⟨

//! Rejection of altered, expired and unexpected tokens.

use chrono::{DateTime, Duration, Utc};
use jwtkit::base64::{decode_segment, encode_segment};
use jwtkit::validation::VerificationOptions;
use jwtkit::{AlgorithmId, ErrorKind, Hmac, Jwt, NoneAlgorithm, Rsa, TimeClaim, Verifier};
use proptest::prelude::*;

const SECRET: &[u8] = b"tamper-test-secret";
const URL_ALPHABET: &[u8] = b"ABCDEFGHIJKLMNOPQRSTUVWXYZabcdefghijklmnopqrstuvwxyz0123456789-_";
const RSA_PUBLIC: &str = include_str!("fixtures/rsa_public.pem");

fn now() -> DateTime<Utc> {
    DateTime::from_timestamp(1_700_000_000, 0).unwrap()
}

fn signed_token() -> String {
    Jwt::builder()
        .set_type("JWT")
        .set_issuer("auth.example")
        .set_subject("user-42")
        .set_expires_at(now() + Duration::hours(1))
        .set_payload_claim("role", "reader")
        .sign(&Hmac::hs256(SECRET))
        .unwrap()
}

fn verifier() -> Verifier {
    Jwt::verifier()
        .allow_algorithm(Hmac::hs256(SECRET))
        .with_issuer("auth.example")
        .with_clock(now())
}

fn verify(token: &str) -> Result<(), ErrorKind> {
    verifier().verify_str(token).map(|_| ()).map_err(|e| e.kind())
}

#[test]
fn test_untouched_token_verifies() {
    jwtkit_common::LoggingTransformer::init_test();
    assert_eq!(verify(&signed_token()), Ok(()));
}

#[test]
fn test_swapped_payload_fails_signature() {
    let token = signed_token();
    let mut parts: Vec<&str> = token.split('.').collect();
    let forged = encode_segment(
        r#"{"exp":1700003600,"iss":"auth.example","role":"admin","sub":"user-42"}"#,
    );
    parts[1] = &forged;
    assert_eq!(verify(&parts.join(".")), Err(ErrorKind::InvalidSignature));
}

#[test]
fn test_signature_failure_wins_over_claim_failure() {
    let token = signed_token();
    let (data, _) = token.rsplit_once('.').unwrap();
    let forged = format!("{data}.{}", encode_segment([0u8; 32]));
    let err = verifier()
        .with_issuer("someone-else")
        .with_clock(now() + Duration::days(1))
        .verify_str(&forged)
        .unwrap_err();
    assert_eq!(err.kind(), ErrorKind::InvalidSignature);
}

#[test]
fn test_none_token_needs_explicit_allow() {
    let token = Jwt::builder()
        .set_issuer("auth.example")
        .sign(&NoneAlgorithm)
        .unwrap();
    assert_eq!(verify(&token), Err(ErrorKind::InvalidAlgorithm));
    verifier().allow_algorithm(NoneAlgorithm).verify_str(&token).unwrap();
}

#[test]
fn test_alg_downgrade_to_none_is_refused() {
    let token = signed_token();
    let payload = token.split('.').nth(1).unwrap();
    let header = encode_segment(r#"{"alg":"none","typ":"JWT"}"#);
    assert_eq!(verify(&format!("{header}.{payload}.")), Err(ErrorKind::InvalidAlgorithm));
}

#[test]
fn test_hmac_keyed_with_public_key_is_refused() {
    // Classic confusion: an HS256 token keyed with the RSA public key text.
    let token = Jwt::builder()
        .set_subject("attacker")
        .sign(&Hmac::hs256(RSA_PUBLIC.as_bytes()))
        .unwrap();
    let err = Jwt::verifier()
        .allow_algorithm(Rsa::from_public_pem(AlgorithmId::Rs256, RSA_PUBLIC).unwrap())
        .verify_str(&token)
        .unwrap_err();
    assert_eq!(err.kind(), ErrorKind::InvalidAlgorithm);
}

#[test]
fn test_expiry_honours_leeway() {
    let token = Jwt::builder()
        .set_expires_at(now() - Duration::seconds(1))
        .sign(&Hmac::hs256(SECRET))
        .unwrap();
    let strict = Jwt::verifier().allow_algorithm(Hmac::hs256(SECRET)).with_clock(now());
    let err = strict.clone().verify_str(&token).unwrap_err();
    assert_eq!(err.kind(), ErrorKind::TokenExpired);
    assert!(err.is_time_error());
    strict.leeway(Duration::seconds(1)).verify_str(&token).unwrap();
}

#[test]
fn test_not_before_and_issued_at_in_future() {
    let token = Jwt::builder()
        .set_not_before(now() + Duration::seconds(30))
        .sign(&Hmac::hs256(SECRET))
        .unwrap();
    let base = Jwt::verifier().allow_algorithm(Hmac::hs256(SECRET)).with_clock(now());
    assert_eq!(
        base.clone().verify_str(&token).unwrap_err().kind(),
        ErrorKind::TokenNotYetValid
    );
    base.clone().not_before_leeway(Duration::seconds(30)).verify_str(&token).unwrap();

    let token = Jwt::builder()
        .set_issued_at(now() + Duration::minutes(5))
        .sign(&Hmac::hs256(SECRET))
        .unwrap();
    assert_eq!(
        base.verify_str(&token).unwrap_err().kind(),
        ErrorKind::TokenIssuedInFuture
    );
}

#[test]
fn test_required_and_max_age() {
    let token = Jwt::builder()
        .set_issued_at(now() - Duration::hours(2))
        .sign(&Hmac::hs256(SECRET))
        .unwrap();
    let base = Jwt::verifier().allow_algorithm(Hmac::hs256(SECRET)).with_clock(now());
    assert_eq!(
        base.clone().require(TimeClaim::ExpiresAt).verify_str(&token).unwrap_err().kind(),
        ErrorKind::ClaimMismatch
    );
    assert_eq!(
        base.clone().with_max_age(Duration::hours(1)).verify_str(&token).unwrap_err().kind(),
        ErrorKind::TokenExpired
    );
    base.clone()
        .with_options(VerificationOptions::default().with_clock(now()))
        .verify_str(&token)
        .unwrap();
    assert_eq!(
        base.with_options(VerificationOptions::strict().with_clock(now()))
            .verify_str(&token)
            .unwrap_err()
            .kind(),
        ErrorKind::ClaimMismatch
    );
}

#[test]
fn test_audience_set_membership() {
    let token = Jwt::builder()
        .set_audiences(["a", "b"])
        .sign(&Hmac::hs256(SECRET))
        .unwrap();
    let base = Jwt::verifier().allow_algorithm(Hmac::hs256(SECRET));
    base.clone().with_audience("b").verify_str(&token).unwrap();
    base.clone().with_audiences(["a", "b"]).verify_str(&token).unwrap();
    assert_eq!(
        base.with_audience("c").verify_str(&token).unwrap_err().kind(),
        ErrorKind::ClaimMismatch
    );
}

#[test]
fn test_mistyped_claim_kinds_split_by_check() {
    // Value checks report a wrongly typed claim as a mismatch.
    let token = Jwt::builder()
        .set_payload_claim("iss", 7)
        .sign(&Hmac::hs256(SECRET))
        .unwrap();
    assert_eq!(verify(&token), Err(ErrorKind::ClaimMismatch));
    let token = Jwt::builder()
        .set_issuer("auth.example")
        .set_payload_claim("aud", 42)
        .sign(&Hmac::hs256(SECRET))
        .unwrap();
    let err = verifier().with_audience("a").verify_str(&token).unwrap_err();
    assert_eq!(err.kind(), ErrorKind::ClaimMismatch);

    // Time claims must be integers to be compared at all.

    let token = Jwt::builder()
        .set_issuer("auth.example")
        .set_payload_claim("exp", "tomorrow")
        .sign(&Hmac::hs256(SECRET))
        .unwrap();
    assert_eq!(verify(&token), Err(ErrorKind::ClaimTypeMismatch));
}

proptest! {
    #[test]
    fn prop_altered_segment_never_verifies(
        position in any::<prop::sample::Index>(),
        replacement in 0usize..64,
    ) {
        let token = signed_token();
        let data_len = token.rfind('.').unwrap();
        let index = position.index(data_len);
        let mut bytes = token.clone().into_bytes();
        prop_assume!(bytes[index] != b'.');
        prop_assume!(bytes[index] != URL_ALPHABET[replacement]);
        bytes[index] = URL_ALPHABET[replacement];
        let altered = String::from_utf8(bytes).unwrap();

        let outcome = verify(&altered);
        prop_assert!(
            matches!(
                outcome,
                Err(ErrorKind::TokenFormat | ErrorKind::InvalidAlgorithm | ErrorKind::InvalidSignature)
            ),
            "unexpected outcome {:?}",
            outcome
        );
    }

    #[test]
    fn prop_altered_signature_never_verifies(flip in 0usize..256) {
        let token = signed_token();
        let (data, signature) = token.rsplit_once('.').unwrap();
        let mut raw = decode_segment(signature).unwrap();
        raw[flip / 8] ^= 1 << (flip % 8);
        let altered = format!("{data}.{}", encode_segment(&raw));
        prop_assert_eq!(verify(&altered), Err(ErrorKind::InvalidSignature));
    }
}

⟩

* _ASSIGNMENT_: Given the records above, restate word for word only the lines starting at the one with "ErrorKind::TokenIssuedInFuture" and ending at the one with "assert_eq!(err.kind(), ErrorKind::ClaimMismatch);".

* _EXERCISE SOLUTION_:
        ErrorKind::TokenIssuedInFuture
    );
}

#[test]
fn test_required_and_max_age() {
    let token = Jwt::builder()
        .set_issued_at(now() - Duration::hours(2))
        .sign(&Hmac::hs256(SECRET))
        .unwrap();
    let base = Jwt::verifier().allow_algorithm(Hmac::hs256(SECRET)).with_clock(now());
    assert_eq!(
        base.clone().require(TimeClaim::ExpiresAt).verify_str(&token).unwrap_err().kind(),
        ErrorKind::ClaimMismatch
    );
    assert_eq!(
        base.clone().with_max_age(Duration::hours(1)).verify_str(&token).unwrap_err().kind(),
        ErrorKind::TokenExpired
    );
    base.clone()
        .with_options(VerificationOptions::default().with_clock(now()))
        .verify_str(&token)
        .unwrap();
    assert_eq!(
        base.with_options(VerificationOptions::strict().with_clock(now()))
            .verify_str(&token)
            .unwrap_err()
            .kind(),
        ErrorKind::ClaimMismatch
    );
}

#[test]
fn test_audience_set_membership() {
    let token = Jwt::builder()
        .set_audiences(["a", "b"])
        .sign(&Hmac::hs256(SECRET))
        .unwrap();
    let base = Jwt::verifier().allow_algorithm(Hmac::hs256(SECRET));
    base.clone().with_audience("b").verify_str(&token).unwrap();
    base.clone().with_audiences(["a", "b"]).verify_str(&token).unwrap();
    assert_eq!(
        base.with_audience("c").verify_str(&token).unwrap_err().kind(),
        ErrorKind::ClaimMismatch
    );
}

#[test]
fn test_mistyped_claim_kinds_split_by_check() {
    // Value checks report a wrongly typed claim as a mismatch.
    let token = Jwt::builder()
        .set_payload_claim("iss", 7)
        .sign(&Hmac::hs256(SECRET))
        .unwrap();
    assert_eq!(verify(&token), Err(ErrorKind::ClaimMismatch));
    let token = Jwt::builder()
        .set_issuer("auth.example")
        .set_payload_claim("aud", 42)
        .sign(&Hmac::hs256(SECRET))
        .unwrap();
    let err = verifier().with_audience("a").verify_str(&token).unwrap_err();
    assert_eq!(err.kind(), ErrorKind::ClaimMismatch);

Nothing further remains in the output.